There have been surprisingly, some good things that have come from SARS Corona Virus 2, and the disease it causes Covid -19.

A few days ago I was sent a link to an intriguing piece of electronic music based on the peptide sequence of the SARS spike protein. It turns out that many good scientists are also well grounded in music. The structure and function of the virus is widely known; to the point that it inspires music.

Within weeks of the emergence of the epidemic in China, laboratories around the world were reporting its entire molecular structure. The extent of international co-operation in science is now extra-ordinary and global collaboration is the new normal. While Peer Reviewed publications remain the absolute gold standard and across the world scientists are submitting their papers to journals, but at the same time uploading them to websites to which other scientists have free access. So almost in real time scientists can communicate by phone, skype, zoom on interesting developments in the field. This is historic, and a template we may need for the interesting times which might lie ahead.

Corona viruses are common, and apart from the SARS of 2002-3, gave us little more than a cold. Most of these “Cold” viruses had receptors in the upper airway and made us sneeze and splutter. The spike protein of SARS Corona virus 2 is a problem. In the brilliant representations in colour taken from electron micrographs, the spikes are the purple quills sticking out of the bluish blob. But its human receptors lie deep in the lung, in the very apparatus which keeps life-giving oxygen in our blood. The air we breathe enters the fine little sacs call alveoli in our lungs where gas exchange occurs. These alveoli are lined by two kinds of cells, pneumocytes. Type 1 are large flattened cells that are the lining which helps gas exchange. And then there are type 2 cells which are small and squeezed in between them. These carry the receptor for the spike protein, the ACE receptor.

These cells have a function, of course. They produce a protein which has surfactant properties. So when we breathe in our lungs expand, and when we breathe out our alveoli collapse and the walls would stick together without surfactant. Which it does in Covid -19 patients. But more problematically the spike allows viral RNA to enter the type 2 pneumocyte, and take over its reproductive apparatus to produce copies of virus as the cell disintegrates. As it does so it releases chemicals that cause severe inflammation. Inflammation causes fluid and both pro and anti-inflammatory products that accumulate around the alveolus. The fluid laden alveolus by now is no longer doing its job. Patients suffer from a lack of oxygen, and the lungs begin to congest and respiration fails.

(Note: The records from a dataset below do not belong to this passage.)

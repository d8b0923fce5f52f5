//! Mutable and immutable typed buffer storage.
//!
//! Both variants share one contract: element-indexed sub-range operations
//! validated against the recorded capacity with the clamp policy of
//! [`clamp_range`]. They differ only in their allocation discipline:
//! [`MutableBuffer::reserve`] may be called repeatedly, discarding prior
//! contents, while [`ImmutableBuffer`] allocates at most once for the
//! handle's lifetime.

use std::marker::PhantomData;

use bytemuck::Pod;

use crate::driver::Driver;
use crate::error::GraphicsError;
use crate::handle::{Dispose, GpuResource, RawHandle};
use crate::types::{StorageFlags, UsageHint};

/// Shared bounds validation for element sub-ranges.
///
/// `index` must lie in `[0, count)`; an overlong `size` is truncated to the
/// remaining capacity rather than rejected. Callers (notably the growth
/// buffer) rely on the truncation-not-error policy; do not tighten it.
pub fn clamp_range(index: usize, size: usize, count: usize) -> Result<usize, GraphicsError> {
    if index >= count {
        return Err(GraphicsError::IndexOutOfRange { index, count });
    }
    Ok(if index + size >= count {
        count - index
    } else {
        size
    })
}

/// Read access to an element range of an allocated buffer.
pub trait BufferRead<T: Pod> {
    /// Read `count` elements starting at `index`, clamped to capacity.
    fn read(
        &self,
        driver: &mut dyn Driver,
        index: usize,
        count: usize,
    ) -> Result<Vec<T>, GraphicsError>;
}

/// Write access to an element range of an allocated buffer.
pub trait BufferWrite<T: Pod> {
    /// Replace elements starting at `index`, clamped to capacity. Returns
    /// the number of elements actually written.
    fn write(
        &mut self,
        driver: &mut dyn Driver,
        index: usize,
        data: &[T],
    ) -> Result<usize, GraphicsError>;
}

/// State and sub-range plumbing shared by the buffer variants.
struct BufferState<T> {
    handle: RawHandle,
    count: usize,
    allocated: bool,
    _marker: PhantomData<T>,
}

impl<T: Pod> BufferState<T> {
    const STRIDE: usize = std::mem::size_of::<T>();

    fn new(driver: &mut dyn Driver) -> Self {
        Self {
            handle: driver.create_buffer(),
            count: 0,
            allocated: false,
            _marker: PhantomData,
        }
    }

    fn ensure_allocated(&self) -> Result<(), GraphicsError> {
        if self.allocated {
            Ok(())
        } else {
            Err(GraphicsError::Unallocated(format!("buffer {}", self.handle)))
        }
    }

    fn write(
        &mut self,
        driver: &mut dyn Driver,
        index: usize,
        data: &[T],
    ) -> Result<usize, GraphicsError> {
        self.ensure_allocated()?;
        let effective = clamp_range(index, data.len(), self.count)?;
        let bytes: &[u8] = bytemuck::cast_slice(&data[..effective]);
        driver.buffer_sub_data(self.handle, index * Self::STRIDE, bytes);
        Ok(effective)
    }

    fn read(
        &self,
        driver: &mut dyn Driver,
        index: usize,
        count: usize,
    ) -> Result<Vec<T>, GraphicsError> {
        self.ensure_allocated()?;
        let effective = clamp_range(index, count, self.count)?;
        let bytes =
            driver.read_buffer_sub_data(self.handle, index * Self::STRIDE, effective * Self::STRIDE);
        let mut out = vec![T::zeroed(); effective];
        bytemuck::cast_slice_mut::<T, u8>(&mut out).copy_from_slice(&bytes);
        Ok(out)
    }

    fn clear_region(
        &mut self,
        driver: &mut dyn Driver,
        index: usize,
        count: usize,
    ) -> Result<usize, GraphicsError> {
        self.ensure_allocated()?;
        let effective = clamp_range(index, count, self.count)?;
        driver.clear_buffer_sub_data(self.handle, index * Self::STRIDE, effective * Self::STRIDE);
        Ok(effective)
    }

    fn dispose(&mut self, driver: &mut dyn Driver) {
        if self.handle.is_valid() {
            driver.delete_buffer(self.handle);
            self.handle = RawHandle::NONE;
            self.count = 0;
            self.allocated = false;
        }
    }
}

// ============================================================================
// MutableBuffer
// ============================================================================

/// A buffer with re-reservable storage.
///
/// Each `reserve*` call replaces prior storage and contents.
pub struct MutableBuffer<T: Pod> {
    state: BufferState<T>,
    usage: UsageHint,
}

impl<T: Pod> MutableBuffer<T> {
    /// Create an unallocated buffer object.
    pub fn new(driver: &mut dyn Driver, usage: UsageHint) -> Self {
        Self {
            state: BufferState::new(driver),
            usage,
        }
    }

    /// Allocate storage for `count` elements, discarding prior contents.
    pub fn reserve(&mut self, driver: &mut dyn Driver, count: usize) -> Result<(), GraphicsError> {
        if count < 1 {
            return Err(GraphicsError::EmptyAllocation(format!(
                "{count} elements requested"
            )));
        }
        driver.buffer_data(
            self.state.handle,
            count * BufferState::<T>::STRIDE,
            None,
            self.usage,
        )?;
        self.state.count = count;
        self.state.allocated = true;
        Ok(())
    }

    /// Allocate storage sized and filled from `data`.
    pub fn reserve_with_data(
        &mut self,
        driver: &mut dyn Driver,
        data: &[T],
    ) -> Result<(), GraphicsError> {
        if data.is_empty() {
            return Err(GraphicsError::EmptyAllocation("empty data slice".to_string()));
        }
        driver.buffer_data(
            self.state.handle,
            std::mem::size_of_val(data),
            Some(bytemuck::cast_slice(data)),
            self.usage,
        )?;
        self.state.count = data.len();
        self.state.allocated = true;
        Ok(())
    }

    /// Zero-fill an element range device-side, clamped to capacity.
    pub fn clear_region(
        &mut self,
        driver: &mut dyn Driver,
        index: usize,
        count: usize,
    ) -> Result<usize, GraphicsError> {
        self.state.clear_region(driver, index, count)
    }

    /// Element size in bytes.
    pub fn stride(&self) -> usize {
        BufferState::<T>::STRIDE
    }

    /// Allocated element count.
    pub fn count(&self) -> usize {
        self.state.count
    }

    /// Allocated size in bytes.
    pub fn memory_size(&self) -> usize {
        self.state.count * BufferState::<T>::STRIDE
    }

    /// Returns true once storage has been reserved.
    pub fn is_allocated(&self) -> bool {
        self.state.allocated
    }
}

impl<T: Pod> BufferWrite<T> for MutableBuffer<T> {
    fn write(
        &mut self,
        driver: &mut dyn Driver,
        index: usize,
        data: &[T],
    ) -> Result<usize, GraphicsError> {
        self.state.write(driver, index, data)
    }
}

impl<T: Pod> BufferRead<T> for MutableBuffer<T> {
    fn read(
        &self,
        driver: &mut dyn Driver,
        index: usize,
        count: usize,
    ) -> Result<Vec<T>, GraphicsError> {
        self.state.read(driver, index, count)
    }
}

impl<T: Pod> GpuResource for MutableBuffer<T> {
    fn raw_handle(&self) -> RawHandle {
        self.state.handle
    }
}

impl<T: Pod> Dispose for MutableBuffer<T> {
    fn dispose(&mut self, driver: &mut dyn Driver) {
        self.state.dispose(driver);
    }
}

// ============================================================================
// ImmutableBuffer
// ============================================================================

/// A buffer whose backing store is allocated at most once.
///
/// Designed for fixed-size GPU resources (vertex and index data) where the
/// backing memory must never move. A second `reserve*` call fails with
/// [`GraphicsError::StaticReallocation`] regardless of the requested size.
pub struct ImmutableBuffer<T: Pod> {
    state: BufferState<T>,
    flags: StorageFlags,
}

impl<T: Pod> ImmutableBuffer<T> {
    /// Create an unallocated buffer object with
    /// [`StorageFlags::DYNAMIC_STORAGE`] (sub-range updates stay legal).
    pub fn new(driver: &mut dyn Driver) -> Self {
        Self::with_flags(driver, StorageFlags::DYNAMIC_STORAGE)
    }

    /// Create an unallocated buffer object with explicit storage flags.
    pub fn with_flags(driver: &mut dyn Driver, flags: StorageFlags) -> Self {
        Self {
            state: BufferState::new(driver),
            flags,
        }
    }

    /// Allocate fixed storage for `count` elements. At most one `reserve*`
    /// call may ever succeed on the same buffer.
    pub fn reserve(&mut self, driver: &mut dyn Driver, count: usize) -> Result<(), GraphicsError> {
        self.reserve_inner(driver, count, None)
    }

    /// Allocate fixed storage sized and filled from `data`.
    pub fn reserve_with_data(
        &mut self,
        driver: &mut dyn Driver,
        data: &[T],
    ) -> Result<(), GraphicsError> {
        self.reserve_inner(driver, data.len(), Some(bytemuck::cast_slice(data)))
    }

    fn reserve_inner(
        &mut self,
        driver: &mut dyn Driver,
        count: usize,
        data: Option<&[u8]>,
    ) -> Result<(), GraphicsError> {
        if self.state.allocated {
            return Err(GraphicsError::StaticReallocation);
        }
        if count < 1 {
            return Err(GraphicsError::EmptyAllocation(format!(
                "{count} elements requested"
            )));
        }
        driver.buffer_storage(
            self.state.handle,
            count * BufferState::<T>::STRIDE,
            data,
            self.flags,
        )?;
        self.state.count = count;
        self.state.allocated = true;
        Ok(())
    }

    /// Zero-fill an element range device-side, clamped to capacity.
    pub fn clear_region(
        &mut self,
        driver: &mut dyn Driver,
        index: usize,
        count: usize,
    ) -> Result<usize, GraphicsError> {
        self.state.clear_region(driver, index, count)
    }

    /// Element size in bytes.
    pub fn stride(&self) -> usize {
        BufferState::<T>::STRIDE
    }

    /// Allocated element count.
    pub fn count(&self) -> usize {
        self.state.count
    }

    /// Allocated size in bytes.
    pub fn memory_size(&self) -> usize {
        self.state.count * BufferState::<T>::STRIDE
    }

    /// Returns true once storage has been reserved.
    pub fn is_allocated(&self) -> bool {
        self.state.allocated
    }
}

impl<T: Pod> BufferWrite<T> for ImmutableBuffer<T> {
    fn write(
        &mut self,
        driver: &mut dyn Driver,
        index: usize,
        data: &[T],
    ) -> Result<usize, GraphicsError> {
        self.state.write(driver, index, data)
    }
}

impl<T: Pod> BufferRead<T> for ImmutableBuffer<T> {
    fn read(
        &self,
        driver: &mut dyn Driver,
        index: usize,
        count: usize,
    ) -> Result<Vec<T>, GraphicsError> {
        self.state.read(driver, index, count)
    }
}

impl<T: Pod> GpuResource for ImmutableBuffer<T> {
    fn raw_handle(&self) -> RawHandle {
        self.state.handle
    }
}

impl<T: Pod> Dispose for ImmutableBuffer<T> {
    fn dispose(&mut self, driver: &mut dyn Driver) {
        self.state.dispose(driver);
    }
}
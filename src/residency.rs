//! Bindless handle residency tracking.
//!
//! A bindless handle is a 64-bit value letting shader code reference a
//! texture (or texture/sampler pair) without an explicit bind slot. The
//! handle must be resident before use and made non-resident exactly once,
//! strictly before the owning driver handle is deleted.
//!
//! Whether a handle was ever acquired is tracked with an explicit boolean:
//! the cached value being zero is not a portable "never acquired" signal on
//! all drivers.

use crate::driver::Driver;

/// Lazily acquired residency record for one bindless handle.
#[derive(Debug, Default)]
pub struct Residency {
    handle: u64,
    acquired: bool,
}

impl Residency {
    /// A record with no acquired handle.
    pub const fn new() -> Self {
        Self {
            handle: 0,
            acquired: false,
        }
    }

    /// Returns true if a handle is currently acquired and resident.
    pub fn is_acquired(&self) -> bool {
        self.acquired
    }

    /// The cached handle, if one is acquired.
    pub fn handle(&self) -> Option<u64> {
        self.acquired.then_some(self.handle)
    }

    /// Get the bindless handle, deriving and registering it on first access.
    ///
    /// `derive` asks the driver for the handle; it runs at most once per
    /// acquire/release cycle. The handle is made resident immediately after
    /// derivation; repeated calls return the cached value without further
    /// driver traffic.
    pub fn acquire(
        &mut self,
        driver: &mut dyn Driver,
        derive: impl FnOnce(&mut dyn Driver) -> u64,
    ) -> u64 {
        if !self.acquired {
            self.handle = derive(driver);
            driver.make_handle_resident(self.handle);
            self.acquired = true;
            log::trace!("Residency: acquired bindless handle {:#x}", self.handle);
        }
        self.handle
    }

    /// Make the handle non-resident if it was acquired. Idempotent.
    ///
    /// Must run before the owning texture/sampler handle is deleted.
    pub fn release(&mut self, driver: &mut dyn Driver) {
        if self.acquired {
            driver.make_handle_non_resident(self.handle);
            self.acquired = false;
            self.handle = 0;
        }
    }
}

#[cfg(test)]
mod tests {
    use super::*;
    use crate::driver::NullDriver;
    use crate::types::TextureTarget;

    #[test]
    fn test_acquire_is_idempotent() {
        let mut driver = NullDriver::new();
        let texture = driver.create_texture(TextureTarget::Two);
        let mut residency = Residency::new();

        let first = residency.acquire(&mut driver, |d| d.texture_handle(texture));
        let second = residency.acquire(&mut driver, |d| d.texture_handle(texture));
        assert_eq!(first, second);
        assert_eq!(driver.resident_count(), 1);
        assert!(residency.is_acquired());
    }

    #[test]
    fn test_release_exactly_once() {
        let mut driver = NullDriver::new();
        let texture = driver.create_texture(TextureTarget::Two);
        let mut residency = Residency::new();

        residency.acquire(&mut driver, |d| d.texture_handle(texture));
        residency.release(&mut driver);
        residency.release(&mut driver);
        assert_eq!(driver.non_resident_calls(), 1);
        assert_eq!(driver.residency_violations(), 0);
        assert!(!residency.is_acquired());
        assert_eq!(residency.handle(), None);
    }

    #[test]
    fn test_release_without_acquire_is_noop() {
        let mut driver = NullDriver::new();
        let mut residency = Residency::new();
        residency.release(&mut driver);
        assert_eq!(driver.non_resident_calls(), 0);
    }

    #[test]
    fn test_reacquire_after_release() {
        let mut driver = NullDriver::new();
        let texture = driver.create_texture(TextureTarget::Two);
        let mut residency = Residency::new();

        let first = residency.acquire(&mut driver, |d| d.texture_handle(texture));
        residency.release(&mut driver);
        let second = residency.acquire(&mut driver, |d| d.texture_handle(texture));
        // The driver caches per-texture handles, so the value repeats, but it
        // went through a full non-resident/resident cycle.
        assert_eq!(first, second);
        assert_eq!(driver.resident_count(), 1);
        assert_eq!(driver.residency_violations(), 0);
    }
}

The final devastating stage is when these bits of virus, combined with inflammatory and inti-inflammatory molecules escape into the circulation. They lodge in all parts of the body and set up secondary centres of inflamammation (the cytokine storm). The end is nigh!

There does not seem to be any other receptor that this virus is evolved for. It is, of course,  an obvious target for a vaccine. Other approaches target the stages of virus replication.  There are several dozen well funded projects underway, all underpinned by the insights of international collaboration.

Like other RNA viruses, SARS Coronavirus 2 is itself continuously changing. The main secret for its evolutionary success of course, is the Spike Protein, and this will be at its best while the going is good for it, as it is at present in many parts of the world. Other bits of it are changing, and allow us to map the changing face of the pandemic. The American virus is very similar to the Wuhan variety. But not identical.

So the R number (the number of people who are infected by a single patient) is key. It is as important from where I write in Cairns as it is in Sri Lanka. The initial R was thought to be between 1 and 2, then as it progressed through Europe and the US, to between 2 and 3, possibly higher. This translates to that exponential part of the curve describing cases and deaths. The mechanisms used to flatten this curve are part of the toolkit of traditional Public Health. From social distancing, vigorous contact tracing, to a complete shutdown of the economy and borders.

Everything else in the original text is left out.